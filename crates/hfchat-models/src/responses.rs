use serde::Deserialize;

/// Token usage information, sent by some servers on the final chunk.
///
/// Servers differ in which counters they report, so every field is optional.
#[derive(Debug, Clone, Default, PartialEq, Deserialize)]
pub struct Usage {
    #[serde(default)]
    pub prompt_tokens: Option<usize>,
    #[serde(default)]
    pub completion_tokens: Option<usize>,
    #[serde(default)]
    pub total_tokens: Option<usize>,
}

// ============================================================================
// Streaming Response Structures
// ============================================================================

/// One `data:` event of a streaming chat completion
#[derive(Debug, Clone, Deserialize)]
pub struct StreamChunk {
    #[serde(default)]
    pub choices: Vec<StreamChoice>,
    #[serde(default)]
    pub id: Option<String>,
    #[serde(default)]
    pub object: Option<String>,
    #[serde(default)]
    pub created: Option<i64>,
    #[serde(default)]
    pub model: Option<String>,
    #[serde(default)]
    pub usage: Option<Usage>,
}

impl StreamChunk {
    /// Text carried by the first choice, if any.
    ///
    /// Chunks without choices, without a delta or with an empty delta yield
    /// `None`; they are keep-alives or role/finish markers, not content.
    pub fn content_delta(&self) -> Option<&str> {
        self.choices
            .first()
            .and_then(|choice| choice.delta.as_ref())
            .and_then(|delta| delta.content.as_deref())
            .filter(|content| !content.is_empty())
    }

    pub fn finish_reason(&self) -> Option<&str> {
        self.choices
            .first()
            .and_then(|choice| choice.finish_reason.as_deref())
    }
}

/// Choice structure within streaming chunk
#[derive(Debug, Clone, Deserialize)]
pub struct StreamChoice {
    #[serde(default)]
    pub delta: Option<StreamDelta>,
    #[serde(default)]
    pub index: Option<i32>,
    #[serde(default)]
    pub finish_reason: Option<String>,
}

/// Delta structure within streaming choice
#[derive(Debug, Clone, Deserialize)]
pub struct StreamDelta {
    #[serde(default)]
    pub role: Option<String>,
    #[serde(default)]
    pub content: Option<String>,
}

/// Error payload some servers emit inside an otherwise successful stream
#[derive(Debug, Clone, Deserialize)]
pub struct StreamError {
    pub error: ErrorBody,
}

/// Either a bare string or an object. Objects match regardless of which
/// fields they carry.
#[derive(Debug, Clone, Deserialize)]
#[serde(untagged)]
pub enum ErrorBody {
    Message(String),
    Detailed {
        #[serde(default)]
        message: Option<String>,
        #[serde(default, rename = "type")]
        kind: Option<String>,
    },
}

impl StreamError {
    /// Human readable text, when the server sent any
    pub fn message(&self) -> Option<&str> {
        match &self.error {
            ErrorBody::Message(message) => Some(message),
            ErrorBody::Detailed { message, kind, .. } => message.as_deref().or(kind.as_deref()),
        }
    }
}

----------------

About this task
The full set of records above must be reproduced exactly in the reply.

Result
filename crates/hfchat-models/src/responses.rs
use serde::Deserialize;

/// Token usage information, sent by some servers on the final chunk.
///
/// Servers differ in which counters they report, so every field is optional.
#[derive(Debug, Clone, Default, PartialEq, Deserialize)]
pub struct Usage {
    #[serde(default)]
    pub prompt_tokens: Option<usize>,
    #[serde(default)]
    pub completion_tokens: Option<usize>,
    #[serde(default)]
    pub total_tokens: Option<usize>,
}

// ============================================================================
// Streaming Response Structures
// ============================================================================

/// One `data:` event of a streaming chat completion
#[derive(Debug, Clone, Deserialize)]
pub struct StreamChunk {
    #[serde(default)]
    pub choices: Vec<StreamChoice>,
    #[serde(default)]
    pub id: Option<String>,
    #[serde(default)]
    pub object: Option<String>,
    #[serde(default)]
    pub created: Option<i64>,
    #[serde(default)]
    pub model: Option<String>,
    #[serde(default)]
    pub usage: Option<Usage>,
}

impl StreamChunk {
    /// Text carried by the first choice, if any.
    ///
    /// Chunks without choices, without a delta or with an empty delta yield
    /// `None`; they are keep-alives or role/finish markers, not content.
    pub fn content_delta(&self) -> Option<&str> {
        self.choices
            .first()
            .and_then(|choice| choice.delta.as_ref())
            .and_then(|delta| delta.content.as_deref())
            .filter(|content| !content.is_empty())
    }

    pub fn finish_reason(&self) -> Option<&str> {
        self.choices
            .first()
            .and_then(|choice| choice.finish_reason.as_deref())
    }
}

/// Choice structure within streaming chunk
#[derive(Debug, Clone, Deserialize)]
pub struct StreamChoice {
    #[serde(default)]
    pub delta: Option<StreamDelta>,
    #[serde(default)]
    pub index: Option<i32>,
    #[serde(default)]
    pub finish_reason: Option<String>,
}

/// Delta structure within streaming choice
#[derive(Debug, Clone, Deserialize)]
pub struct StreamDelta {
    #[serde(default)]
    pub role: Option<String>,
    #[serde(default)]
    pub content: Option<String>,
}

/// Error payload some servers emit inside an otherwise successful stream
#[derive(Debug, Clone, Deserialize)]
pub struct StreamError {
    pub error: ErrorBody,
}

/// Either a bare string or an object. Objects match regardless of which
/// fields they carry.
#[derive(Debug, Clone, Deserialize)]
#[serde(untagged)]
pub enum ErrorBody {
    Message(String),
    Detailed {
        #[serde(default)]
        message: Option<String>,
        #[serde(default, rename = "type")]
        kind: Option<String>,
    },
}

impl StreamError {
    /// Human readable text, when the server sent any
    pub fn message(&self) -> Option<&str> {
        match &self.error {
            ErrorBody::Message(message) => Some(message),
            ErrorBody::Detailed { message, kind, .. } => message.as_deref().or(kind.as_deref()),
        }
    }
}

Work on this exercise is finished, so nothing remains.